▸ Requirement:
Could you retype the entries exactly as they are?

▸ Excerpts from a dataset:
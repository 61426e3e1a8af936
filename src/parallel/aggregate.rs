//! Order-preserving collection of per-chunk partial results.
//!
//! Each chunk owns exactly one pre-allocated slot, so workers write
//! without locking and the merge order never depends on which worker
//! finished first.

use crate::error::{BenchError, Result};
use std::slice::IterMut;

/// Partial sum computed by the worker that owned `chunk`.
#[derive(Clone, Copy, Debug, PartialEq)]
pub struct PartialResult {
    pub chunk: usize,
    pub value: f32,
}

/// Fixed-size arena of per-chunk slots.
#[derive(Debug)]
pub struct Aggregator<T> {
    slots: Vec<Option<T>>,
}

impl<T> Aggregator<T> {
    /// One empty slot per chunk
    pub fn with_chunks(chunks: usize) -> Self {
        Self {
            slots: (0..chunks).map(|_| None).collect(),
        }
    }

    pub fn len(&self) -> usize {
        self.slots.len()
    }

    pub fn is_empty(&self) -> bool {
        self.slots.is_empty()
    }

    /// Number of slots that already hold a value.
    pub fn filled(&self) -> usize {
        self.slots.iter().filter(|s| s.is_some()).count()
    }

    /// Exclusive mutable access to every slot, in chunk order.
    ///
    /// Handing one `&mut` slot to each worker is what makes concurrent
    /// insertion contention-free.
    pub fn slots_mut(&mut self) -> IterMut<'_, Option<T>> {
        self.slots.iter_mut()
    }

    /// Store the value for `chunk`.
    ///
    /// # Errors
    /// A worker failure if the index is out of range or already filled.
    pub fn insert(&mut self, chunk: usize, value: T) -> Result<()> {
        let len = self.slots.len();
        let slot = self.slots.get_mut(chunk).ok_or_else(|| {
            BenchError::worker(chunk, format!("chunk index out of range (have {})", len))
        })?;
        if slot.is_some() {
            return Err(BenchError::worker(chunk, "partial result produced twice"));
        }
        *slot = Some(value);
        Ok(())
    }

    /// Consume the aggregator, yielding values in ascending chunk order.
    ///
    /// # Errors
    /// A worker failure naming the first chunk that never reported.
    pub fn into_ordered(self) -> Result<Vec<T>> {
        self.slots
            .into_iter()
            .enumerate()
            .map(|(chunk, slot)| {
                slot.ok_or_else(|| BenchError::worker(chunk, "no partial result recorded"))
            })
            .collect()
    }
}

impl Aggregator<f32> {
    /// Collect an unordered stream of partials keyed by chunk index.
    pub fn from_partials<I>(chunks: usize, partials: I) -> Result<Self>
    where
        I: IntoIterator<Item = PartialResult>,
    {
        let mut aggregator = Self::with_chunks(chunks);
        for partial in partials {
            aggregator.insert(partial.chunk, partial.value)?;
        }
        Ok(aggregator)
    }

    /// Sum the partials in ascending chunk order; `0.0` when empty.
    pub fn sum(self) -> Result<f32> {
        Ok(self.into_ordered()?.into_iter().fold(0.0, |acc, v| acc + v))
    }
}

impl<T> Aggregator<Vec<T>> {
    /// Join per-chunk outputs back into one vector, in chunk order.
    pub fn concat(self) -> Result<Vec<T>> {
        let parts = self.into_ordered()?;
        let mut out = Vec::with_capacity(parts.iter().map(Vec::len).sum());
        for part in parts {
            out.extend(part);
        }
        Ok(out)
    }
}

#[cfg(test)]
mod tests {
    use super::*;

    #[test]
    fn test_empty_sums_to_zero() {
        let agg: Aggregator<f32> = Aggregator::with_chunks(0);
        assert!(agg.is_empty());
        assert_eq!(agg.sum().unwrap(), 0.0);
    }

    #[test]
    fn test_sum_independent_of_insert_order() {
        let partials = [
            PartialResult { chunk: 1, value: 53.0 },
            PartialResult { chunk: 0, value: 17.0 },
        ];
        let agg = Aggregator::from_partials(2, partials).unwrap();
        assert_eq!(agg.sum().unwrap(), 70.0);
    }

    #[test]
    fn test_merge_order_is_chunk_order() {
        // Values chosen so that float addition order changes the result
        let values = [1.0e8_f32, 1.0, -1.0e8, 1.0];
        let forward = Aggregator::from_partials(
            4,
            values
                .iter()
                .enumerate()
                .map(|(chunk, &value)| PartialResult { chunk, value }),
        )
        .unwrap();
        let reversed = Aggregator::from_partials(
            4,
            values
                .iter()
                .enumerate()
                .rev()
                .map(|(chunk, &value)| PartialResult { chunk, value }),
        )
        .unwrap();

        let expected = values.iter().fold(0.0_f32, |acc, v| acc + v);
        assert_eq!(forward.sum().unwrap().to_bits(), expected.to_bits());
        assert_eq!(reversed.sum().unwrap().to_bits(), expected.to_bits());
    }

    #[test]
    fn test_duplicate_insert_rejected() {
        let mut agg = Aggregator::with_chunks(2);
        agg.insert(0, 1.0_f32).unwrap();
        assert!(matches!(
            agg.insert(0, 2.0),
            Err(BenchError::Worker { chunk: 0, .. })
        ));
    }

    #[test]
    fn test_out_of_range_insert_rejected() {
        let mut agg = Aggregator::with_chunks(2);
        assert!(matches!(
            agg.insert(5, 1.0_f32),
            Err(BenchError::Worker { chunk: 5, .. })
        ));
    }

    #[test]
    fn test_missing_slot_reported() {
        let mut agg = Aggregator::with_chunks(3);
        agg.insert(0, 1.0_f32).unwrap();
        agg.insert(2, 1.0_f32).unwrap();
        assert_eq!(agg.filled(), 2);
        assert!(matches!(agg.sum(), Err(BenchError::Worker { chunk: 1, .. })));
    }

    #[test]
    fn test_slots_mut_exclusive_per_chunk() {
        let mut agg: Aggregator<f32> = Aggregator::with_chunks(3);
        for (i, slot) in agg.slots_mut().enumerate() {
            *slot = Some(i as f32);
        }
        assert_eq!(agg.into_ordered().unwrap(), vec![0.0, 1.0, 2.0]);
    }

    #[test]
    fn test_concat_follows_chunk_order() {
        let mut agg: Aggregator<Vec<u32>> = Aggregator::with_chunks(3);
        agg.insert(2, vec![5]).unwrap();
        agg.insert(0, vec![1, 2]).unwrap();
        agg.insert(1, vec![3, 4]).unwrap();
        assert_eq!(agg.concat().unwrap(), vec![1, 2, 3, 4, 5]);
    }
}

▸ Written reply:
repository 61426e3e1a8af936
filename src/parallel/aggregate.rs
//! Order-preserving collection of per-chunk partial results.
//!
//! Each chunk owns exactly one pre-allocated slot, so workers write
//! without locking and the merge order never depends on which worker
//! finished first.

use crate::error::{BenchError, Result};
use std::slice::IterMut;

/// Partial sum computed by the worker that owned `chunk`.
#[derive(Clone, Copy, Debug, PartialEq)]
pub struct PartialResult {
    pub chunk: usize,
    pub value: f32,
}

/// Fixed-size arena of per-chunk slots.
#[derive(Debug)]
pub struct Aggregator<T> {
    slots: Vec<Option<T>>,
}

impl<T> Aggregator<T> {
    /// One empty slot per chunk
    pub fn with_chunks(chunks: usize) -> Self {
        Self {
            slots: (0..chunks).map(|_| None).collect(),
        }
    }

    pub fn len(&self) -> usize {
        self.slots.len()
    }

    pub fn is_empty(&self) -> bool {
        self.slots.is_empty()
    }

    /// Number of slots that already hold a value.
    pub fn filled(&self) -> usize {
        self.slots.iter().filter(|s| s.is_some()).count()
    }

    /// Exclusive mutable access to every slot, in chunk order.
    ///
    /// Handing one `&mut` slot to each worker is what makes concurrent
    /// insertion contention-free.
    pub fn slots_mut(&mut self) -> IterMut<'_, Option<T>> {
        self.slots.iter_mut()
    }

    /// Store the value for `chunk`.
    ///
    /// # Errors
    /// A worker failure if the index is out of range or already filled.
    pub fn insert(&mut self, chunk: usize, value: T) -> Result<()> {
        let len = self.slots.len();
        let slot = self.slots.get_mut(chunk).ok_or_else(|| {
            BenchError::worker(chunk, format!("chunk index out of range (have {})", len))
        })?;
        if slot.is_some() {
            return Err(BenchError::worker(chunk, "partial result produced twice"));
        }
        *slot = Some(value);
        Ok(())
    }

    /// Consume the aggregator, yielding values in ascending chunk order.
    ///
    /// # Errors
    /// A worker failure naming the first chunk that never reported.
    pub fn into_ordered(self) -> Result<Vec<T>> {
        self.slots
            .into_iter()
            .enumerate()
            .map(|(chunk, slot)| {
                slot.ok_or_else(|| BenchError::worker(chunk, "no partial result recorded"))
            })
            .collect()
    }
}

impl Aggregator<f32> {
    /// Collect an unordered stream of partials keyed by chunk index.
    pub fn from_partials<I>(chunks: usize, partials: I) -> Result<Self>
    where
        I: IntoIterator<Item = PartialResult>,
    {
        let mut aggregator = Self::with_chunks(chunks);
        for partial in partials {
            aggregator.insert(partial.chunk, partial.value)?;
        }
        Ok(aggregator)
    }

    /// Sum the partials in ascending chunk order; `0.0` when empty.
    pub fn sum(self) -> Result<f32> {
        Ok(self.into_ordered()?.into_iter().fold(0.0, |acc, v| acc + v))
    }
}

impl<T> Aggregator<Vec<T>> {
    /// Join per-chunk outputs back into one vector, in chunk order.
    pub fn concat(self) -> Result<Vec<T>> {
        let parts = self.into_ordered()?;
        let mut out = Vec::with_capacity(parts.iter().map(Vec::len).sum());
        for part in parts {
            out.extend(part);
        }
        Ok(out)
    }
}

#[cfg(test)]
mod tests {
    use super::*;

    #[test]
    fn test_empty_sums_to_zero() {
        let agg: Aggregator<f32> = Aggregator::with_chunks(0);
        assert!(agg.is_empty());
        assert_eq!(agg.sum().unwrap(), 0.0);
    }

    #[test]
    fn test_sum_independent_of_insert_order() {
        let partials = [
            PartialResult { chunk: 1, value: 53.0 },
            PartialResult { chunk: 0, value: 17.0 },
        ];
        let agg = Aggregator::from_partials(2, partials).unwrap();
        assert_eq!(agg.sum().unwrap(), 70.0);
    }

    #[test]
    fn test_merge_order_is_chunk_order() {
        // Values chosen so that float addition order changes the result
        let values = [1.0e8_f32, 1.0, -1.0e8, 1.0];
        let forward = Aggregator::from_partials(
            4,
            values
                .iter()
                .enumerate()
                .map(|(chunk, &value)| PartialResult { chunk, value }),
        )
        .unwrap();
        let reversed = Aggregator::from_partials(
            4,
            values
                .iter()
                .enumerate()
                .rev()
                .map(|(chunk, &value)| PartialResult { chunk, value }),
        )
        .unwrap();

        let expected = values.iter().fold(0.0_f32, |acc, v| acc + v);
        assert_eq!(forward.sum().unwrap().to_bits(), expected.to_bits());
        assert_eq!(reversed.sum().unwrap().to_bits(), expected.to_bits());
    }

    #[test]
    fn test_duplicate_insert_rejected() {
        let mut agg = Aggregator::with_chunks(2);
        agg.insert(0, 1.0_f32).unwrap();
        assert!(matches!(
            agg.insert(0, 2.0),
            Err(BenchError::Worker { chunk: 0, .. })
        ));
    }

    #[test]
    fn test_out_of_range_insert_rejected() {
        let mut agg = Aggregator::with_chunks(2);
        assert!(matches!(
            agg.insert(5, 1.0_f32),
            Err(BenchError::Worker { chunk: 5, .. })
        ));
    }

    #[test]
    fn test_missing_slot_reported() {
        let mut agg = Aggregator::with_chunks(3);
        agg.insert(0, 1.0_f32).unwrap();
        agg.insert(2, 1.0_f32).unwrap();
        assert_eq!(agg.filled(), 2);
        assert!(matches!(agg.sum(), Err(BenchError::Worker { chunk: 1, .. })));
    }

    #[test]
    fn test_slots_mut_exclusive_per_chunk() {
        let mut agg: Aggregator<f32> = Aggregator::with_chunks(3);
        for (i, slot) in agg.slots_mut().enumerate() {
            *slot = Some(i as f32);
        }
        assert_eq!(agg.into_ordered().unwrap(), vec![0.0, 1.0, 2.0]);
    }

    #[test]
    fn test_concat_follows_chunk_order() {
        let mut agg: Aggregator<Vec<u32>> = Aggregator::with_chunks(3);
        agg.insert(2, vec![5]).unwrap();
        agg.insert(0, vec![1, 2]).unwrap();
        agg.insert(1, vec![3, 4]).unwrap();
        assert_eq!(agg.concat().unwrap(), vec![1, 2, 3, 4, 5]);
    }
}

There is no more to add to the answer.